Tammy's room was at the top of the stairs, and her dad had hung what I remember as a big rubber band from her door frame that let us swing in the house.  We were able to get it going so high that we could almost swing out over the staircase.  We had great fun on that swing.  Later that first night, we all 3 crowded into the big tub in our bathing suits and splashed around like it was a pool.  Tammy and Colleen shared her bed, and I slept on an old army cot that they used when they camped.  It was exciting in idea but not in reality.  The cot smelled musty, and it was narrow and uncomfortable.  Long after my sister and cousin had fallen asleep, I laid awake in that very tall room, unable to see into the corners of the ceiling and looking at the fireplace and the strange closet wondering what might be lurking in those dark spaces.

The next morning, we headed to Tammy's swim lessons with the promise of a dip in the local pool afterwards.  We got to get in and be very quiet while Tammy took lessons, and then we got to swim for awhile, but not as long as we had hoped.  My aunt had fixed us a picnic lunch.  My favorite sandwich was cheese with mayonnaise (NOT Miracle Whip), but she didn't have any mayo or Miracle Whip, so she used butter instead.  I couldn't eat it.  We got a can of Coke to split between us (there were five of us counting my two older cousins), so we each got just a swallow.

The democratic convention was on TV, so we didn't get to watch "Little House on the Prairie" that Monday night, and there was no TV during the day, and we had to go to bed while it was still light outside.
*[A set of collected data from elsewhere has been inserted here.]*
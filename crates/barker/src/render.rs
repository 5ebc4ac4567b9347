//! The two-pass render pipeline.
//!
//! Pass one feeds a measurement document to the sandboxed interpreter and
//! captures the artwork's bounding box. Pass two is pure assembly: the
//! same library bytes and the same encoded call, now under an EPS header
//! that declares the probed bounds. No second interpreter invocation
//! happens — the final document is handed back unexecuted.

use barker_core::{BarcodeRequest, EncodedCall, eps_document, measurement_program};
use tracing::debug;

use crate::asset::LibraryAsset;
use crate::eps::EpsImage;
use crate::error::RenderResult;
use crate::interpreter::Interpreter;

/// Renders barcode requests into self-contained EPS documents.
///
/// Holds the process-wide immutable pieces: the library asset and the
/// resolved interpreter. Cheap to clone; clones share the same library
/// bytes. Concurrent [`generate`](Self::generate) calls are independent —
/// the only shared contention is on spawning OS processes.
#[derive(Debug, Clone)]
pub struct Renderer {
    asset: LibraryAsset,
    interpreter: Interpreter,
}

impl Renderer {
    /// Creates a renderer from an explicit asset and interpreter.
    pub fn new(asset: LibraryAsset, interpreter: Interpreter) -> Self {
        Self { asset, interpreter }
    }

    /// Creates a renderer with the default asset location and platform
    /// interpreter detection.
    ///
    /// # Errors
    ///
    /// Fails when the library source cannot be located or read; this is
    /// the startup-fatal path — no renderer, no calls.
    pub fn with_defaults() -> Result<Self, crate::asset::AssetError> {
        Ok(Self::new(LibraryAsset::load_default()?, Interpreter::detect()))
    }

    pub fn asset(&self) -> &LibraryAsset {
        &self.asset
    }

    pub fn interpreter(&self) -> &Interpreter {
        &self.interpreter
    }

    /// Generates a barcode document.
    ///
    /// Exactly one subprocess spawn per call (the measurement pass), then
    /// in-memory assembly. Either a complete document comes back or a
    /// [`RenderError`](crate::error::RenderError) — never partial output,
    /// never a retry.
    pub async fn generate(&self, request: &BarcodeRequest) -> RenderResult<EpsImage> {
        let call = EncodedCall::new(request);
        let program = measurement_program(self.asset.source(), &call);
        let bounding_box = self.interpreter.probe(&program).await?;

        // Reuse the probed call verbatim; re-encoding here could let the
        // final document drift from the geometry that was measured.
        let document = eps_document(&bounding_box, self.asset.source(), &call);
        debug!(
            symbol = %request.symbol(),
            bytes = document.len(),
            "Assembled EPS document"
        );
        Ok(EpsImage::new(document.into_bytes()))
    }
}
Bit by bit, I realized that I missed my mom and the freedom I had at my house.  I missed the small room that I shared with Colleen and my bed and mayonnaise on my sandwich.  I missed Coke in a glass with ice and watching Gilligan's Island on a hot afternoon.  I missed my yard and my swing set and the knee-high pool that was in our back yard with the bucket of water to wash the grass off of our feet.  I missed riding my bike and my dad when he came home from work.  I got homesick, and I began to cry.

I couldn't stop crying.  I didn't know what hit me, but all of a sudden, I just wanted my mom.  My poor aunt didn't know what to do.  Calling Louisville was long distance, but she asked if I wanted to talk to my mom, and I nodded yes, tears running down my cheeks.  I heard her tell my mom that I was fine and that I just needed to hear her voice and I'd be okay.  She put me on the phone, and as soon as I heard Mom say, "Hi Sharron," I burst into tears.  I couldn't speak.  I remember standing there in the hallway sobbing, no words would come out of my mouth.  I could hardly even breathe.  My mom said, "Calm down, honey.  It's okay.  Do you want to come home?"  It was all I could do to moan, "Umm hmm!" My aunt got back on the phone, and they made arrangements for our dad to come pick Colleen and me up the next day.  My mom told me later that she couldn't stand the thought of leaving us there when we were so homesick.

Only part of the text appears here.